Privatisation continues to threaten our NHS | Letters

Rob Delaney’s deeply moving account of his son’s illness and the family’s experience with ill-health, seen from the perspective of a US citizen, reminds us that it often takes somebody from the outside to see things clearly (The NHS is a British marvel. Vote to save it, Journal, 5 December).

The NHS, now over 70 years old, is indeed a marvel, consistently offering world-class care despite its many well-publicised shortcomings. Don’t believe me? Look at the independent reports from the Commonwealth Fund, which assess both overall features and key outcomes for the major health systems across the western world, and you’ll see that the NHS consistently excels.

Its greatest achievements include relative equality of access to decent healthcare for all, a high level of patient satisfaction, and extraordinarily low cost. Largely due to the devotion of staff and their belief in the ethos of the NHS, it still works pretty well despite decades of appalling underfunding.

Fear of inability to pay, as described so powerfully by Delaney, is essentially absent in the UK. The US is – disgracefully, for such a wealthy nation – almost at the bottom of the rankings. Vote on Thursday, as Delaney implores us all, but one other thing you can do is watch The Dirty War on the NHS. In his review (G2, 29 November) Peter Bradshaw called the film “necessary”. I’ll say – it shows us what an increasingly privatised NHS is likely to resemble, and the graphic scenes of life and health for the poorest in the US are chilling indeed.

One of the satisfactions of my 35-year stint as an NHS hospital consultant has been to treat patients visiting from the US from time to time, and listen to their astonishment at the massive difference between what they had been led to expect of the NHS, and what it’s actually capable of delivering.
Prof Jeffrey Tobias
University College London Hospitals

If every voter read Rob Delaney’s article immediately before putting their cross on the ballot paper, Labour would win by a landslide.
Teresa Heeks
Ironbridge, Shropshire

Of course Donald Trump has no interest in “buying” the NHS – the idea of a health service that is free to all at the point of need sounds far too much like socialism and is anathema to him. But that does not mean he would not impose huge increases in the price of drugs, for instance, as a condition of any trade agreement. Labour should certainly continue to keep up the pressure on this issue (Corbyn ups pressure over NHS as Trump rows back, 4 December).
Judy Stober
Bruton, Somerset

It is unfortunate that Labour’s election campaign has not given greater prominence to the points raised by Denis Campbell (Private firms win £15bn of NHS contracts in five years, 30 November) and other letter writers (Private contracts at heart of NHS crisis, 7 December). The NHS has already been privatised to a dangerous degree, and privatisation by the coalition and Conservative governments has contributed directly and intentionally to the present NHS crisis.
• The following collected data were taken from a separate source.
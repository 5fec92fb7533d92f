//! Test doubles for the hardware abstraction layer.
pub mod capture;
pub mod error;
pub mod gpio;
pub mod time;
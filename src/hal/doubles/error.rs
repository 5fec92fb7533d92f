use crate::error::Error;

#[derive(Debug, Copy, Clone)]
pub struct FakeError;

impl From<FakeError> for Error {
    fn from(_error: FakeError) -> Self {
        Error::Device("A fake error occurred [TESTING ONLY]".into())
    }
}
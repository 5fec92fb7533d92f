use crate::hal::time::Delay;
use std::{thread, time::Duration};

/// Blocks the calling thread for the requested duration.
#[derive(Debug, Default, Copy, Clone)]
pub struct ThreadSleep;

impl Delay for ThreadSleep {
    fn wait(&mut self, duration: Duration) { thread::sleep(duration) }
}
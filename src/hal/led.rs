//! LED interfaces

use crate::error::Error;

/// Interface to a LED's direct on/off operations.
pub trait Switch {
    fn on(&mut self) -> Result<(), Error>;
    fn off(&mut self) -> Result<(), Error>;
}
//! Hardware Abstraction Layer, containing interfaces
//! for low level drivers.

pub mod gpio;
pub mod led;
pub mod time;

#[cfg(test)]
pub mod doubles;
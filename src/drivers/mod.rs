//! Driver implementations for the supported platforms, plus the
//! process level plumbing (sleeping, interrupts) the devices rely on.

pub mod interrupt;
pub mod led;
pub mod rpi;
pub mod sleep;
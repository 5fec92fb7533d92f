//! Logger that keeps every message per thread, so parallel tests can
//! each inspect the lines their own code under test produced.
use log::{LevelFilter, Log, Metadata, Record};
use std::{cell::RefCell, sync::Once};

thread_local! {
    static LINES: RefCell<Vec<String>> = RefCell::new(Vec::new());
}

struct CaptureLogger;

static LOGGER: CaptureLogger = CaptureLogger;
static INSTALL: Once = Once::new();

impl Log for CaptureLogger {
    fn enabled(&self, _: &Metadata) -> bool { true }

    fn log(&self, record: &Record) {
        let line = record.args().to_string();
        LINES.with(|lines| lines.borrow_mut().push(line));
    }

    fn flush(&self) {}
}

/// Installs the capturing logger (once per process) and clears the
/// calling thread's captured lines.
pub fn capture() {
    INSTALL.call_once(|| {
        if log::set_logger(&LOGGER).is_ok() {
            log::set_max_level(LevelFilter::Trace);
        }
    });
    LINES.with(|lines| lines.borrow_mut().clear());
}

/// Lines logged by the calling thread since the last `capture`.
pub fn lines() -> Vec<String> { LINES.with(|lines| lines.borrow().clone()) }

/// Captured lines starting with `prefix`.
pub fn lines_starting_with(prefix: &str) -> Vec<String> {
    lines().into_iter().filter(|line| line.starts_with(prefix)).collect()
}
//! Invoice entity model, DTOs and the single-invoice presentation shape.

use biztime_core::types::{Date, DbId};
use serde::{Deserialize, Serialize};
use sqlx::FromRow;
use validator::Validate;

use crate::models::company::Company;

/// A full row from the `invoices` table.
#[derive(Debug, Clone, PartialEq, FromRow, Serialize)]
pub struct Invoice {
    pub id: DbId,
    pub comp_code: String,
    pub amt: f64,
    pub paid: bool,
    pub add_date: Date,
    pub paid_date: Option<Date>,
}

/// List projection of an invoice.
#[derive(Debug, Clone, FromRow, Serialize)]
pub struct InvoiceSummary {
    pub id: DbId,
    pub comp_code: String,
}

/// An invoice with its company expanded inline.
///
/// The flat `comp_code` foreign key is replaced by the nested `company`.
#[derive(Debug, Clone, Serialize)]
pub struct InvoiceWithCompany {
    pub id: DbId,
    pub amt: f64,
    pub paid: bool,
    pub add_date: Date,
    pub paid_date: Option<Date>,
    pub company: Company,
}

impl InvoiceWithCompany {
    pub fn new(invoice: Invoice, company: Company) -> Self {
        Self {
            id: invoice.id,
            amt: invoice.amt,
            paid: invoice.paid,
            add_date: invoice.add_date,
            paid_date: invoice.paid_date,
            company,
        }
    }
}

/// DTO for creating an invoice. `paid` and `add_date` take database defaults.
#[derive(Debug, Clone, Default, Deserialize, Validate)]
pub struct CreateInvoice {
    #[validate(required, length(min = 1))]
    pub comp_code: Option<String>,
    #[validate(required)]
    pub amt: Option<f64>,
}

/// DTO for updating an invoice. Only the amount is mutable here.
#[derive(Debug, Clone, Default, Deserialize, Validate)]
pub struct UpdateInvoice {
    #[validate(required)]
    pub amt: Option<f64>,
}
Boris Johnson asserts repeatedly that the NHS will not be privatised or sold to the US, and will remain free to all at the point of need – a characteristic obfuscation. Numerous significant NHS services have already been outsourced, ie, contracted out to private, profit-making companies. Initially these were primarily diagnostic and facilities services, but since 2015 an increasing number of treatment services have been privatised. In conjunction with the Conservatives’ dramatic reduction of NHS funding, and resultant loss of services and escalation of waiting times, this has led to progressive fragmentation of the NHS.

Privatisation of the NHS takes numerous forms, most hidden from public view. Long NHS waiting times lead an increasing number of patients, including many who can ill-afford it, to seek private treatment. Loyal but demoralised NHS staff have been poached by private companies. A plethora of profit-making companies operate alongside NHS services (though patients will not always recognise this), but pass patients back to the NHS when emergencies and complications arise. The quality and continuity of care is all too often compromised at the interface between NHS and private services.

NHS funding, already squeezed, is draining into the profits of private companies. Despite the secretary of state’s promises and the NHS chief executive’s commitment to end tendering of NHS services to private companies, this disastrous policy of privatisation continues. Renationalisation of the NHS will be extremely complex, but is imperative if it is to survive.